Quand tu attises année après année la colère et le mépris à l’égard de tes propres institutions, il arrive, un jour ou l’autre, une catastrophe comme Donald Trump.
Vu d’un pays comme le Canada, où le premier ministre n’hésite pas à se proclamer féministe et à porter une chemise rose, on pourrait se croire à l’abri d’un phénomène comme Trump.
C’est oublier un peu vite que Stephen Harper, pas plus tard que l’automne dernier, employait des stratégies inspirées des républicains américains pour se faire réélire à la tête du pays. Qu’on se souvienne des publicités négatives contre Justin Trudeau ou encore de la stratégie du niqab, un classique de la politique de division.
Mais tout cela n’est rien comparé à Trump.
Sous nos yeux ahuris, le milliardaire américain est en train de contaminer de manière radicale l’environnement démocratique aux États-Unis, sans que cela nuise le moins du monde à ses chances de remporter l’investiture républicaine.
Il insulte ses adversaires de la manière la plus offensante qui soit. Il multiplie les déclarations xénophobes. Il crache sur les médias traditionnels et l’establishment. Trump a rabaissé le niveau intellectuel du débat politique aux États-Unis à celui d’une téléréalité. Et ses partisans d’applaudir à tout rompre, d’en demander encore et encore!
À force de multiplier les déclarations incendiaires sans en subir la moindre conséquence, Trump est en train de rendre envisageable ce qui, hier encore, était impensable.

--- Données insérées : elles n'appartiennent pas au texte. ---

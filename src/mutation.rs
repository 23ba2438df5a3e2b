use std::sync::{
    atomic::{AtomicI64, Ordering},
    Arc,
};

use log::{debug, error, info};

use crate::{
    api::Backend,
    cache::{QueryCache, QueryKey, QueryKind},
    entity::{
        Comment, CommentId, CommentPage, CommentUser, NewComment, NewPost, Post, PostId, PostPage,
        PostUpdate,
    },
    error::{Error, Result},
};

/// Author shown on a comment until the server confirms it.
pub const CURRENT_USER_LABEL: &str = "Current User";

fn logged<T>(action: &str, result: Result<T>) -> Result<T> {
    result.inspect_err(|e| error!("Failed to {}: {}", action, e))
}

/// Rejects the action before any request is sent.
fn ensure(action: &str, valid: bool, reason: &str) -> Result<()> {
    if valid {
        return Ok(());
    }
    logged(action, Err(Error::Validation(reason.to_string())))
}

fn is_post_list(key: &QueryKey) -> bool {
    QueryKind::POST_LISTS.contains(&key.kind())
}

/// Copy the fields the server acknowledged onto a cached post.
fn apply_post(post: &mut Post, updated: &Post) {
    post.title.clone_from(&updated.title);
    post.body.clone_from(&updated.body);
    post.author_id = updated.author_id;
    if !updated.tags.is_empty() {
        post.tags.clone_from(&updated.tags);
    }
}

/// Issues create/update/delete requests and applies their effect to the
/// cache once the server has answered.
///
/// Failed mutations are logged and leave the cache as it was.
#[derive(Debug)]
pub struct Dispatcher<B> {
    backend: Arc<B>,
    cache: Arc<QueryCache>,
    next_temp_id: AtomicI64,
}

impl<B: Backend> Dispatcher<B> {
    pub fn new(backend: Arc<B>, cache: Arc<QueryCache>) -> Self {
        Self {
            backend,
            cache,
            next_temp_id: AtomicI64::new(-1),
        }
    }

    fn temp_id(&self) -> CommentId {
        self.next_temp_id.fetch_sub(1, Ordering::Relaxed)
    }

    pub async fn add_post(&self, post: NewPost) -> Result<Post> {
        ensure("add post", !post.title.trim().is_empty(), "post title is empty")?;
        let created = logged("add post", self.backend.add_post(&post).await)?;
        info!("Added post {}", created.id);

        let mut kinds = QueryKind::POST_LISTS.to_vec();
        kinds.push(QueryKind::Tags);
        self.cache.invalidate_kinds(&kinds);
        Ok(created)
    }

    pub async fn update_post(&self, id: PostId, update: PostUpdate) -> Result<Post> {
        ensure("update post", !update.title.trim().is_empty(), "post title is empty")?;
        let updated = logged("update post", self.backend.update_post(id, &update).await)?;
        info!("Updated post {}", id);

        let detail = QueryKey::PostDetail(id);
        if !self.cache.update::<Post>(&detail, |post| apply_post(post, &updated)) {
            self.cache.set(detail, updated.clone());
        }
        let pages = self.cache.update_where::<PostPage>(is_post_list, |page| {
            for post in page.posts.iter_mut().filter(|p| p.id == id) {
                apply_post(post, &updated);
            }
        });
        debug!("Patched post {} in {} cached pages", id, pages);
        Ok(updated)
    }

    /// Drops the post from every cached list page and marks those pages
    /// stale; other keys are left alone.
    pub async fn delete_post(&self, id: PostId) -> Result<()> {
        logged("delete post", self.backend.delete_post(id).await)?;
        info!("Deleted post {}", id);

        let lists = self.cache.keys_where(is_post_list);
        for key in lists.iter() {
            self.cache.update::<PostPage>(key, |page| {
                if page.contains(id) {
                    page.posts.retain(|p| p.id != id);
                    page.total = page.total.saturating_sub(1);
                }
            });
            self.cache.invalidate(key);
        }
        self.cache.remove(&QueryKey::PostDetail(id));
        self.cache.remove(&QueryKey::CommentsByPost(id));
        Ok(())
    }

    /// The comment appears in the cache under a temporary id right away and
    /// is swapped for the server's comment once the request succeeds, or
    /// removed again when it fails.
    pub async fn add_comment(&self, comment: NewComment) -> Result<Comment> {
        ensure("add comment", !comment.body.trim().is_empty(), "comment body is empty")?;

        let key = QueryKey::CommentsByPost(comment.post_id);
        let temp_id = self.temp_id();
        let placeholder = Comment {
            id: temp_id,
            body: comment.body.clone(),
            post_id: comment.post_id,
            likes: 0,
            user: CommentUser {
                id: comment.author_id,
                username: CURRENT_USER_LABEL.to_string(),
                full_name: CURRENT_USER_LABEL.to_string(),
            },
        };
        let appended = self.cache.update::<CommentPage>(&key, |page| {
            page.comments.push(placeholder.clone());
            page.total += 1;
        });
        if !appended {
            self.cache.set(
                key.clone(),
                CommentPage {
                    comments: vec![placeholder],
                    total: 1,
                },
            );
            self.cache.invalidate(&key);
        }

        match logged("add comment", self.backend.add_comment(&comment).await) {
            Ok(created) => {
                info!("Added comment {} to post {}", created.id, created.post_id);
                self.cache.update::<CommentPage>(&key, |page| {
                    if let Some(slot) = page.get_mut(temp_id) {
                        *slot = created.clone();
                    }
                });
                Ok(created)
            }
            Err(e) => {
                self.cache.update::<CommentPage>(&key, |page| {
                    page.remove(temp_id);
                });
                Err(e)
            }
        }
    }

    pub async fn update_comment(&self, post_id: PostId, id: CommentId, body: String) -> Result<Comment> {
        ensure("update comment", !body.trim().is_empty(), "comment body is empty")?;
        ensure("update comment", id >= 0, "comment is still being saved")?;
        let updated = logged("update comment", self.backend.update_comment(id, &body).await)?;
        info!("Updated comment {}", id);

        self.cache
            .update::<CommentPage>(&QueryKey::CommentsByPost(post_id), |page| {
                if let Some(comment) = page.get_mut(id) {
                    comment.body.clone_from(&updated.body);
                }
            });
        Ok(updated)
    }

    pub async fn delete_comment(&self, post_id: PostId, id: CommentId) -> Result<()> {
        ensure("delete comment", id >= 0, "comment is still being saved")?;
        logged("delete comment", self.backend.delete_comment(id).await)?;
        info!("Deleted comment {}", id);

        self.cache
            .update::<CommentPage>(&QueryKey::CommentsByPost(post_id), |page| {
                page.remove(id);
            });
        Ok(())
    }

    /// Sends the cached like count plus one and stores the confirmed count on
    /// that comment only. Returns the new count.
    pub async fn like_comment(&self, post_id: PostId, id: CommentId) -> Result<u32> {
        ensure("like comment", id >= 0, "comment is still being saved")?;
        let key = QueryKey::CommentsByPost(post_id);
        let current = self
            .cache
            .get::<CommentPage>(&key)
            .and_then(|page| page.get(id).map(|c| c.likes))
            .ok_or_else(|| Error::NotFound(format!("comment {} of post {}", id, post_id)));
        let current = logged("like comment", current)?;

        let liked = logged(
            "like comment",
            self.backend.like_comment(id, current.saturating_add(1)).await,
        )?;
        let likes = liked.likes;
        debug!("Comment {} now has {} likes", id, likes);

        self.cache.update::<CommentPage>(&key, |page| {
            if let Some(comment) = page.get_mut(id) {
                comment.likes = likes;
            }
        });
        Ok(likes)
    }
}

Quand il a déclaré qu’il pourrait tirer sur quelqu’un en pleine rue, à New York, et qu’il ne perdrait pas un vote, les commentateurs ont cru qu’il venait de signer son arrêt de mort politique. Il a plutôt remporté la majorité des États à l’enjeu lors du Super Tuesday des primaires américaines.
Comment un milliardaire vaniteux, raciste et populiste a-t-il pu connaître une ascension aussi fulgurante au coeur même de la plus grande démocratie du monde?
Pour toute une frange de l’électorat écoeuré des discours vaseux des politiciens, Trump a l’air de dire les choses telles qu’elles sont. Même si c’est une illusion, même si son discours est souvent aussi faux que sa promesse simpliste de construire un mur à la frontière mexicaine pour endiguer les flots d’immigrants illégaux.
Pour les partisans de Trump, l’important n’est pas tant que leur héros dise la vérité. L’essentiel, c’est le doigt d’honneur qu’il brandit bien haut en direction de l’establishment. Le discours réducteur de Trump a quelque chose de rassurant dans un monde que les républicains s’échinent avec application à dépeindre comme dangereux et rempli de périls. À force de tenir un discours qui démonise l’État et ses institutions, on finit par éroder ses fondations.
Trump est comme un virus qui contamine l’Amérique. Le Canada est menacé par la contagion.
Une démocratie repose sur un million d’infimes petites choses tenues pour acquises. Chaque fois qu’un politicien, un commentateur ou un acteur de la scène publique verse dans le populisme ou dans la démagogie, qu’il prend des raccourcis intellectuels, qu’il verse dans la politicaillerie ou dans les guerres de clocher, il vient éroder un peu plus ces millions de petites choses qui font de nous une civilisation.
Un jour, cette lente érosion se transforme en un gigantesque glissement de terrain.